Milestone Theatre Presents “Distracted” at the Pasadena Playhouse

By Ted AYALA

Shortly before the Milestone Theatre’s June 30 through July 10 run of Lisa Loomer’s “Distracted” at the Pasadena Playhouse’s Carrie Hamilton Theatre, I came across an oddly prescient article in the New York Review of Books. Under the title, “The Epidemic of Mental Illness: Why?” Marcia Angell reviewed a clutch of books examining the world and ethics of psychiatry, especially its turn to regarding mental illness as a “chemical imbalance” requiring treatment through drugs. The statistics make for sober reading.

“It seems that Americans are in the midst of a raging epidemic of mental illness. For children, the rise is even more startling – a 35 fold increase [in mental disorders between 1987 and 2007]. Mental illness is now the leading cause of disability in children, well ahead of physical disabilities like cerebral palsy or Down syndrome,” reports Angell.

Looking over the shared themes of the different books under review, she added, “[They] agree on the disturbing extent to which the companies that sell psychoactive drugs – through various forms of marketing, both legal and illegal, and what many people would describe as bribery – have come to determine what constitutes a mental illness and how the disorders should be diagnosed and treated.”

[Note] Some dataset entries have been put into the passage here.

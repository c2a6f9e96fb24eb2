//! 原物料模型

use rust_decimal::Decimal;
use serde::{Deserialize, Serialize};

/// 原物料角色
///
/// 角色決定繼承作業中數量的來源：`None` 角色的數量只接受使用者映射，
/// 其餘角色的數量一律由面積推導，絕不接受直接輸入。
#[derive(Debug, Clone, Copy, PartialEq, Eq, Serialize, Deserialize)]
pub enum MaterialRole {
    /// 一般原物料（數量來自使用者映射）
    None,
    /// 保麗龍 / 隔熱層（數量 = 面積 × 1.2）
    Insulation,
    /// 油漆 + 工資（數量 = 面積 × 5）
    PaintLabor,
    /// 可選鈑金（數量 = 面積，使用者指定一項）
    SheetSelectable,
    /// 可選 MDF（數量 = 面積，使用者指定一項）
    MdfSelectable,
}

impl MaterialRole {
    /// 是否為面積自動推導角色
    pub fn is_auto_derived(&self) -> bool {
        !matches!(self, MaterialRole::None)
    }
}

/// 原物料目錄項目
#[derive(Debug, Clone, Serialize, Deserialize)]
pub struct Material {
    /// 原物料ID
    pub id: i64,

    /// 名稱
    pub name: String,

    /// 計量單位（m²、kg、lt、adet）
    pub unit: String,

    /// 單價
    pub unit_price: Decimal,

    /// 幣別
    pub currency: String,

    /// 角色（推導規則以此為準，不做名稱比對）
    pub role: MaterialRole,

    /// 是否啟用
    pub is_active: bool,
}

impl Material {
    /// 創建新的原物料
    pub fn new(id: i64, name: String, unit: String) -> Self {
        Self {
            id,
            name,
            unit,
            unit_price: Decimal::ZERO,
            currency: "TRY".to_string(),
            role: MaterialRole::None,
            is_active: true,
        }
    }

    /// 建構器模式：設置角色
    pub fn with_role(mut self, role: MaterialRole) -> Self {
        self.role = role;
        self
    }

    /// 建構器模式：設置單價
    pub fn with_unit_price(mut self, price: Decimal) -> Self {
        self.unit_price = price;
        self
    }
}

“So Ritalin doesn’t cure? You can take it for the rest of your life and it doesn’t cure a thing?” is the incredulous reply of the mother of Jesse – the foul-mouthed 9-year-old around whom “Distracted” revolves – to the doctor who is urging her to have her son take Ritalin.

“Distracted” presents a window into the average middle-class family faced with living and coping with an unruly child who may be (or may not be) suffering a mental disorder. Hovering over them is the Faustian decision whether to medicate their child and coping with the ethical quandary that behavior modification through drugs can itself be dehumanizing.

The production of “Distracted” was sharply directed by Mike Alva. In its bare bones, no-nonsense conception, the play was allowed to cut through with all the efficacy of a freshly sharpened dagger. This impression was augmented by the intimate confines of the Pasadena Playhouse’s Carrie Hamilton Theatre, which looks to sit about 40 people.

The Milestone players were uniformly excellent, with several of them juggling multiple roles that required stop-on-a-dime changes in mood and character.

Christine Anatone and Michael Sanchez were a snug fit as Jesse’s concerned parents, both of them managing to exude genuine warmth and concern for their child.

Selina Ruiz exhibited an outrageous sense of comic timing and flair in her turns as Dr.

Waller and Jesse’s teacher.

Sumiko Braun nearly stole the show in her turn as the socially awkward neighbor Vera with a frenetic sense of humor, yet illuminated with a somewhat disturbing and dark core.
Justin Dabuet, too, excelled in his turns, heaping loads of smarmy charm and wit to his characters.

If there was a complaint, it was in respect to the play itself. For all the acidulous wit and mordent observation in the previous scenes, the soggy final scene, with its airbrushed happy ending came as a disappointment. One wished that with her dagger drawn out, Loomer had pushed in to the hilt and twisted it to the full. The ending, when it arrives, feels like a tacked-on afterthought; a much too easy answer – despite her claims to the contrary – after the difficult questions that were wrestled with in previous scenes.

Nevertheless, the Milestone Theatre Company’s production was a triumph of brightly burning talent, astute direction, and trenchant insight.